A team at the University of South Carolina synthesized a titanium dioxide (TiO2) and platinum catalyst supported on TiO2 (Pt/TiO2) for use in a fuel cell. The synthesized Pt/TiO2 electrocatalyst exhibits excellent fuel cell performance as well as ultrahigh stability—enabling much longer fuel cell life—at high positive potentials.

Huang
Pt particles in the Membrane Electrode Assembly. (a) Non-corroding. (b) Corroded electrode showing (1) Agglomeration, (2) Coalescence, and (3) Loss of Pt Particles. Credit: ACS, Huang et al. Click to enlarge.

A report on their work was published online 9 September in the Journal of the American Chemical Society.

A great deal of the current work on PEM fuel cells is focusing on improved fuel cell reliability and durability. Several factors can shorten fuel cell lifetime, including the dissolution and sintering of the platinum catalyst particles; corrosion of the carbon support for the catalyst; and membrane thinning.

Titanium dioxide is widely used in photocatalysis, photovoltaics, water splitting, and gas sensors; it possesses good mechanical resistance and stability in acidic and oxidative environments. However, its low electrical conductivity has prevented its use in fuel cells.

The University of South Carolina catalyst addresses the conductivity issue, while offering a solution to the stability issue posed by Pt/C catalysts. In addition to showing performance comparable to or better than a Pt/C catalyst, the Pt/TiO2 catalyst demonstrated much better stability over time, with little potential loss.

Huang2
(Left) Cell potential and power density of Pt/C catalyst and Pt/TiO2. (Right) Potential loss over time. Credit: ACS, Huang et al. Click to enlarge.

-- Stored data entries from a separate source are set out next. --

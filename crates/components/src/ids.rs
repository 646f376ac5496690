//! Typed 64-bit algorithm identifiers.
//!
//! Every algorithm the engine can name — digests, ciphers, curves, bignum
//! calculator operations — is addressed by the FNV-1a-64 hash of its
//! canonical name. Hashing keeps the ID space stable across builds without a
//! central registry, and lets backends agree on IDs by agreeing on names.
//!
//! The [`algorithm_ids!`] macro generates one newtype per ID family, a named
//! constant per known algorithm, and a reverse table used for diagnostics.
//! Unknown IDs are legal everywhere (the guard stage simply filters them);
//! they render as hex.

use core::fmt;

/// FNV-1a-64 over a name. The sole source of algorithm and module IDs.
#[allow(clippy::indexing_slicing)] // const-eval indexing over a checked range
#[must_use]
pub const fn id_from_name(name: &str) -> u64 {
  let bytes = name.as_bytes();
  let mut hash = 0xcbf2_9ce4_8422_2325u64;
  let mut i = 0;
  while i < bytes.len() {
    hash ^= bytes[i] as u64;
    hash = hash.wrapping_mul(0x0000_0100_0000_01b3);
    i += 1;
  }
  hash
}

/// ID of a backend module, derived from its display name.
#[inline]
#[must_use]
pub const fn module_id(name: &str) -> u64 {
  id_from_name(name)
}

/// Generates an ID newtype with named constants and a reverse-name table.
macro_rules! algorithm_ids {
  (
    $(#[$meta:meta])*
    $ty:ident, $table:ident {
      $( $const_name:ident => $name:literal ),+ $(,)?
    }
  ) => {
    $(#[$meta])*
    #[derive(Clone, Copy, Debug, PartialEq, Eq, PartialOrd, Ord, Hash)]
    pub struct $ty(u64);

    /// Known `(id, name)` pairs for this family, used for diagnostics.
    pub static $table: &[(u64, &str)] = &[
      $( (id_from_name($name), $name), )+
    ];

    impl $ty {
      $(
        pub const $const_name: Self = Self(id_from_name($name));
      )+

      /// Wrap a raw 64-bit ID (typically decoded from the byte stream).
      #[inline]
      #[must_use]
      pub const fn from_id(id: u64) -> Self {
        Self(id)
      }

      /// The raw 64-bit ID.
      #[inline]
      #[must_use]
      pub const fn id(self) -> u64 {
        self.0
      }

      /// The canonical name, if this is a known algorithm.
      #[must_use]
      pub fn name(self) -> Option<&'static str> {
        $table.iter().find(|(id, _)| *id == self.0).map(|(_, name)| *name)
      }
    }

    impl fmt::Display for $ty {
      fn fmt(&self, f: &mut fmt::Formatter<'_>) -> fmt::Result {
        match self.name() {
          Some(name) => f.write_str(name),
          None => write!(f, "{:#018x}", self.0),
        }
      }
    }

    impl From<u64> for $ty {
      #[inline]
      fn from(id: u64) -> Self {
        Self(id)
      }
    }
  };
}

algorithm_ids! {
  /// A message-digest algorithm.
  DigestKind, DIGEST_NAMES {
    MD5 => "MD5",
    RIPEMD160 => "RIPEMD160",
    SHA1 => "SHA-1",
    SHA224 => "SHA-224",
    SHA256 => "SHA-256",
    SHA384 => "SHA-384",
    SHA512 => "SHA-512",
    SHA3_224 => "SHA3-224",
    SHA3_256 => "SHA3-256",
    SHA3_384 => "SHA3-384",
    SHA3_512 => "SHA3-512",
    SHAKE128 => "SHAKE128",
    SHAKE256 => "SHAKE256",
    BLAKE2B512 => "BLAKE2B512",
    BLAKE2S256 => "BLAKE2S256",
    SM3 => "SM3",
    WHIRLPOOL => "WHIRLPOOL",
    STREEBOG_256 => "STREEBOG-256",
    STREEBOG_512 => "STREEBOG-512",
    GOST_R_34_11_94 => "GOST-R-34.11-94",
  }
}

algorithm_ids! {
  /// A symmetric cipher, including AEAD modes.
  CipherKind, CIPHER_NAMES {
    AES_128_CBC => "AES_128_CBC",
    AES_192_CBC => "AES_192_CBC",
    AES_256_CBC => "AES_256_CBC",
    AES_128_CTR => "AES_128_CTR",
    AES_192_CTR => "AES_192_CTR",
    AES_256_CTR => "AES_256_CTR",
    AES_128_GCM => "AES_128_GCM",
    AES_192_GCM => "AES_192_GCM",
    AES_256_GCM => "AES_256_GCM",
    AES_128_CCM => "AES_128_CCM",
    AES_192_CCM => "AES_192_CCM",
    AES_256_CCM => "AES_256_CCM",
    AES_128_OCB => "AES_128_OCB",
    AES_256_OCB => "AES_256_OCB",
    AES_128_XTS => "AES_128_XTS",
    AES_256_XTS => "AES_256_XTS",
    ARIA_128_GCM => "ARIA_128_GCM",
    ARIA_192_GCM => "ARIA_192_GCM",
    ARIA_256_GCM => "ARIA_256_GCM",
    ARIA_128_CCM => "ARIA_128_CCM",
    ARIA_192_CCM => "ARIA_192_CCM",
    ARIA_256_CCM => "ARIA_256_CCM",
    CHACHA20 => "CHACHA20",
    CHACHA20_POLY1305 => "CHACHA20_POLY1305",
    DES_EDE3_CBC => "DES_EDE3_CBC",
    DES_EDE3_WRAP => "DES_EDE3_WRAP",
    SM4_CBC => "SM4_CBC",
    CAMELLIA_128_CBC => "CAMELLIA_128_CBC",
    CAMELLIA_256_CBC => "CAMELLIA_256_CBC",
  }
}

algorithm_ids! {
  /// An elliptic curve.
  CurveKind, CURVE_NAMES {
    SECP192R1 => "secp192r1",
    SECP224R1 => "secp224r1",
    SECP256R1 => "secp256r1",
    SECP256K1 => "secp256k1",
    SECP384R1 => "secp384r1",
    SECP521R1 => "secp521r1",
    BRAINPOOL256R1 => "brainpool256r1",
    BRAINPOOL384R1 => "brainpool384r1",
    BRAINPOOL512R1 => "brainpool512r1",
    X25519 => "x25519",
    X448 => "x448",
    ED25519 => "ed25519",
    ED448 => "ed448",
    BLS12_381 => "BLS12_381",
    SR25519 => "sr25519",
  }
}

algorithm_ids! {
  /// A bignum calculator operation.
  CalcOp, CALCOP_NAMES {
    ADD => "Add(A,B)",
    SUB => "Sub(A,B)",
    MUL => "Mul(A,B)",
    DIV => "Div(A,B)",
    MOD => "Mod(A,B)",
    EXP_MOD => "ExpMod(A,B,C)",
    EXP => "Exp(A,B)",
    EXP2 => "Exp2(A)",
    SQR => "Sqr(A)",
    SQRT => "Sqrt(A)",
    GCD => "GCD(A,B)",
    LCM => "LCM(A,B)",
    INV_MOD => "InvMod(A,B)",
    CMP => "Cmp(A,B)",
    ABS => "Abs(A)",
    NEG => "Neg(A)",
    RSHIFT => "RShift(A,B)",
    LSHIFT1 => "LShift1(A)",
    MOD_LSHIFT => "ModLShift(A,B,C)",
    SET_BIT => "SetBit(A,B)",
    CLEAR_BIT => "ClearBit(A,B)",
    BIT => "Bit(A,B)",
    ADD_MOD => "AddMod(A,B,C)",
    SUB_MOD => "SubMod(A,B,C)",
    MUL_MOD => "MulMod(A,B,C)",
    SQR_MOD => "SqrMod(A,B)",
    NUM_BITS => "NumBits(A)",
    IS_EVEN => "IsEven(A)",
    IS_ODD => "IsOdd(A)",
    IS_ZERO => "IsZero(A)",
    IS_ONE => "IsOne(A)",
    IS_PRIME => "IsPrime(A)",
    RAND => "Rand()",
  }
}

#[cfg(test)]
mod tests {
  use super::*;

  #[test]
  fn ids_are_stable_name_hashes() {
    assert_eq!(DigestKind::SHA256.id(), id_from_name("SHA-256"));
    assert_eq!(CipherKind::DES_EDE3_WRAP.id(), id_from_name("DES_EDE3_WRAP"));
    assert_eq!(CurveKind::ED25519.id(), id_from_name("ed25519"));
    assert_eq!(CalcOp::RAND.id(), id_from_name("Rand()"));
  }

  #[test]
  fn ids_are_distinct_within_a_family() {
    for (i, (a, _)) in DIGEST_NAMES.iter().enumerate() {
      for (b, _) in DIGEST_NAMES.iter().skip(i + 1) {
        assert_ne!(a, b);
      }
    }
    for (i, (a, _)) in CIPHER_NAMES.iter().enumerate() {
      for (b, _) in CIPHER_NAMES.iter().skip(i + 1) {
        assert_ne!(a, b);
      }
    }
    for (i, (a, _)) in CALCOP_NAMES.iter().enumerate() {
      for (b, _) in CALCOP_NAMES.iter().skip(i + 1) {
        assert_ne!(a, b);
      }
    }
  }

  #[test]
  fn known_ids_render_by_name() {
    use alloc::string::ToString;
    assert_eq!(DigestKind::SHA256.to_string(), "SHA-256");
    assert_eq!(CurveKind::SECP256K1.to_string(), "secp256k1");
  }

  #[test]
  fn unknown_ids_render_as_hex() {
    use alloc::string::ToString;
    let unknown = DigestKind::from_id(0x1234);
    assert!(unknown.name().is_none());
    assert_eq!(unknown.to_string(), "0x0000000000001234");
  }

  #[test]
  fn round_trip_through_raw_id() {
    let raw = CurveKind::SECP256K1.id();
    assert_eq!(CurveKind::from_id(raw), CurveKind::SECP256K1);
    assert_eq!(CurveKind::from(raw), CurveKind::SECP256K1);
  }

  #[test]
  fn module_id_matches_name_hash() {
    assert_eq!(module_id("OpenSSL"), id_from_name("OpenSSL"));
    assert_ne!(module_id("OpenSSL"), module_id("BoringSSL"));
  }
}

The excellent fuel cell performance of the Pt/TiO2 electrocatalyst was attributed to the low mass transport limitation in the cathode catalyst layer. The AST results indicated an ultrahigh stability of the Pt/TiO2 electrocatalysts. The SMSI and corrosion resistance of the TiO2 support enhanced the stability of the Pt catalysts. On the basis of the experimental results reported above, this Pt/TiO2 electrocatalyst can be considered as an alternative cathode electrocatalyst to improve the reliability and durability of PEMFCs.

—Huang et al.

Resources

  • Sheng-Yang Huang, Prabhu Ganesan, Sehkyu Park and Branko N. Popov (2009) Development of a Titanium Dioxide-Supported Platinum Catalyst with Ultrahigh Stability for Polymer Electrolyte Membrane Fuel Cell Applications. J. Am. Chem. Soc., Article ASAP doi: 10.1021/ja904810h

Comments

kelly

If I follow correctly, the right graph shows a huge improvement in corrosion resistance.

wintermane2000

Either that or that flaming chipmunks are divebombing the pope.. Man they REALY need to make more readable graphs.

GreenPlease

Nope, the improvement is so dramatic it is actually hard to read. The Pt/TiO2 catalyst shows essentially no corrosion over time. Very encouraging and very impressive work though I'd like to know the testing conditions (e.g. presence of sulfur, etc.)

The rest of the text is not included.